This needs to be met with swift repercussions for both the individuals that participated, as well as the agencies that allowed it. Lacking that, it seems a reasonable inference that enforcement agencies are no longer bound by the will of the people and are in fact the ruling government.
You're correct, but the bigger picture here is: privacy violation rely on benevolence.
We're completely at the whim of parties more powerful than us, and we MUST trust that they will act in our best interests.
Now, we could just hope and cross our fingers that people are good people forever. Do you think that's going to be the case? Because I don't. So the only path forward that makes any sense is to simply not give bad actors the potential to even be bad. Meaning, we shouldn't even collect this data.

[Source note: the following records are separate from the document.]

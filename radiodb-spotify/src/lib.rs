//! Spotify catalog client.
//!
//! A thin wrapper over [`rspotify::AuthCodeSpotify`] that keeps the OAuth
//! token under the database-backed [`auth::TokenStore`] rather than
//! rspotify's own file cache: automatic refreshing is disabled and every
//! refresh is pushed back into the store, where the writer task persists it.

pub mod auth;
pub mod authorise;

use crate::auth::TokenStore;
use async_trait::async_trait;
use radiodb_core::SpotifyConfig;
use rspotify::model::{PlayableId, PlaylistId, SearchResult, SearchType, TrackId};
use rspotify::prelude::{BaseClient, Id, OAuthClient};
use rspotify::{scopes, AuthCodeSpotify, ClientCredsSpotify, Config, Credentials, OAuth, Token};
use std::sync::Arc;
use thiserror::Error;
use tracing::{debug, info};

/// Refresh the token proactively when it expires within this many seconds.
const PROACTIVE_REFRESH_THRESHOLD_SECS: i64 = 60;

#[derive(Debug, Error)]
pub enum SpotifyError {
    #[error("Spotify API error: {0}")]
    Api(#[from] rspotify::ClientError),

    #[error("Invalid Spotify id: {0}")]
    Id(#[from] rspotify::model::IdError),

    #[error("Spotify authentication failed: {reason}")]
    AuthFailed { reason: String },

    #[error("Token encoding error: {0}")]
    TokenEncoding(#[from] serde_json::Error),

    #[error("Invalid auth seed: {0}")]
    Seed(#[from] base64::DecodeError),

    #[error(transparent)]
    Core(#[from] radiodb_core::CoreError),
}

/// A track as resolved by the catalog search.
#[derive(Debug, Clone, PartialEq, Eq)]
pub struct ResolvedTrack {
    pub artist: String,
    pub title: String,
    pub uri: String,
}

/// The seam the pending worker resolves unknown songs through.
#[async_trait]
pub trait TrackSearch: Send + Sync {
    /// Search the catalog and return the first matching track, if any.
    async fn search_track(&self, query: &str) -> Result<Option<ResolvedTrack>, SpotifyError>;
}

pub struct SpotifyClient {
    client: AuthCodeSpotify,
    tokens: Arc<TokenStore>,
}

impl SpotifyClient {
    /// Build a client from application credentials and a seeded token store.
    ///
    /// # Errors
    ///
    /// Fails if the store holds no token.
    pub async fn new(config: &SpotifyConfig, tokens: Arc<TokenStore>) -> Result<Self, SpotifyError> {
        let creds = Credentials::new(&config.client_id, &config.client_secret);
        let oauth = OAuth {
            redirect_uri: config.redirect_uri.clone(),
            scopes: playlist_scopes(),
            ..Default::default()
        };
        let client = AuthCodeSpotify::with_config(
            creds,
            oauth,
            Config {
                token_refreshing: false,
                token_cached: false,
                ..Default::default()
            },
        );

        let token = tokens.current().ok_or_else(|| SpotifyError::AuthFailed {
            reason: "no OAuth token available; run `radiodb authorise` and set spotify.auth_seed"
                .to_string(),
        })?;

        let spotify = Self { client, tokens };
        *spotify.lock_token().await? = Some(token);
        Ok(spotify)
    }

    async fn lock_token(
        &self,
    ) -> Result<futures::lock::MutexGuard<'_, Option<Token>>, SpotifyError> {
        self.client
            .token
            .lock()
            .await
            .map_err(|_| SpotifyError::AuthFailed {
                reason: "Failed to acquire token lock".to_string(),
            })
    }

    /// Refresh the access token if it is missing an expiry or expires soon,
    /// mirroring any new token into the store for persistence.
    ///
    /// # Errors
    ///
    /// Returns an error if the refresh round-trip fails.
    pub async fn ensure_token_fresh(&self) -> Result<(), SpotifyError> {
        let needs_refresh = {
            let guard = self.lock_token().await?;
            guard.as_ref().is_none_or(needs_refresh)
        };
        if needs_refresh {
            self.refresh_token().await?;
        }
        Ok(())
    }

    async fn refresh_token(&self) -> Result<(), SpotifyError> {
        info!("Refreshing Spotify access token");
        self.client.refresh_token().await?;
        let refreshed = self.lock_token().await?.clone();
        if let Some(token) = refreshed {
            self.tokens.store(token);
        }
        Ok(())
    }

    /// Create a private playlist for the current user and return its URI.
    ///
    /// # Errors
    ///
    /// Returns an error if the API call fails.
    pub async fn create_playlist(&self, name: &str, description: &str) -> Result<String, SpotifyError> {
        self.ensure_token_fresh().await?;
        let user = self.client.current_user().await?;
        debug!("Creating playlist {name:?} for user {}", user.id.id());
        let playlist = self
            .client
            .user_playlist_create(user.id, name, Some(false), None, Some(description))
            .await?;
        Ok(playlist.id.uri())
    }

    /// Replace the playlist's contents with `track_uris`, in order. This is
    /// the single authoritative write of a reconciliation run.
    ///
    /// # Errors
    ///
    /// Returns an error if a URI does not parse or the API call fails.
    pub async fn replace_playlist_items(
        &self,
        playlist_uri: &str,
        track_uris: &[String],
    ) -> Result<(), SpotifyError> {
        self.ensure_token_fresh().await?;
        let playlist_id = PlaylistId::from_uri(playlist_uri)?;
        let items = track_uris
            .iter()
            .map(|uri| TrackId::from_uri(uri).map(PlayableId::Track))
            .collect::<Result<Vec<_>, _>>()?;
        self.client.playlist_replace_items(playlist_id, items).await?;
        Ok(())
    }
}

/// Catalog search over the client-credentials flow. The pending worker only
/// searches, which needs no user consent, so it runs on an application token
/// that rspotify renews by itself.
pub struct SearchClient {
    client: ClientCredsSpotify,
}

impl SearchClient {
    /// Obtain an application token and return the client.
    ///
    /// # Errors
    ///
    /// Returns an error if the token request fails.
    pub async fn new(config: &SpotifyConfig) -> Result<Self, SpotifyError> {
        let client =
            ClientCredsSpotify::new(Credentials::new(&config.client_id, &config.client_secret));
        client.request_token().await?;
        Ok(Self { client })
    }
}

#[async_trait]
impl TrackSearch for SearchClient {
    async fn search_track(&self, query: &str) -> Result<Option<ResolvedTrack>, SpotifyError> {
        let result = self
            .client
            .search(query, SearchType::Track, None, None, Some(1), None)
            .await?;
        let SearchResult::Tracks(page) = result else {
            return Ok(None);
        };
        Ok(page.items.into_iter().next().and_then(|track| {
            let uri = track.id.as_ref().map(Id::uri)?;
            let artist = track.artists.first().map(|a| a.name.clone())?;
            Some(ResolvedTrack {
                artist,
                title: track.name,
                uri,
            })
        }))
    }
}

pub(crate) fn playlist_scopes() -> std::collections::HashSet<String> {
    scopes!("playlist-modify-private", "playlist-modify-public")
}

fn needs_refresh(token: &Token) -> bool {
    let Some(expires_at) = token.expires_at else {
        return true;
    };
    let remaining = (expires_at - chrono::Utc::now()).num_seconds();
    if remaining <= PROACTIVE_REFRESH_THRESHOLD_SECS {
        debug!("Token expires in {remaining}s, refreshing proactively");
        true
    } else {
        false
    }
}

#[cfg(test)]
#[allow(clippy::unwrap_used)]
mod tests {
    use super::*;
    use chrono::{TimeDelta, Utc};

    fn token_expiring_in(secs: i64) -> Token {
        Token {
            access_token: "access".to_string(),
            expires_in: TimeDelta::zero(),
            expires_at: Some(Utc::now() + TimeDelta::seconds(secs)),
            refresh_token: Some("refresh".to_string()),
            scopes: playlist_scopes(),
        }
    }

    #[test]
    fn fresh_token_is_not_refreshed() {
        assert!(!needs_refresh(&token_expiring_in(3600)));
    }

    #[test]
    fn near_expiry_token_is_refreshed() {
        assert!(needs_refresh(&token_expiring_in(30)));
        assert!(needs_refresh(&token_expiring_in(-10)));
    }

    #[test]
    fn token_without_expiry_is_refreshed() {
        let mut token = token_expiring_in(3600);
        token.expires_at = None;
        assert!(needs_refresh(&token));
    }
}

We have so many laws of this variety, which rely on our leaders remaining benevolent. This is in stark contrast to the US constitution, which explicitly says NOT to rely on benevolence, and rather construct systems so that we can dismantle our leadership should the time come.
That’s not going to happen. Cross out that sentence and reason as if we’ve already asked for that and it failed. We’ve heard this song too many times to pretend we don’t know the first verse.
For any dataset you collect, think about how it can be miss-used. Because in all likelihood it will. Maybe not by you. But maybe by your successor. Or the hacker.
People making parallels I feel have been inaccurate, as the parallels right now are much closer to Europe's 1933 happenings, and people act like 1945's happenings is what will happen the very next day
Not sure what to make of that, just noticing that these particular "resistances" didn't have a prior allegory to watch, and made these choices eventually, and still how late into the story we know that these things occurred
Here is an article from 1987 on the German protests against the new census, that was also the last Germany-led census: https://www.nytimes.com/1987/05/10/world/germans-stand-up-no... (BUT Germany has fairly strict rules on registration of your place of living, so perhaps a census is now unnecessary)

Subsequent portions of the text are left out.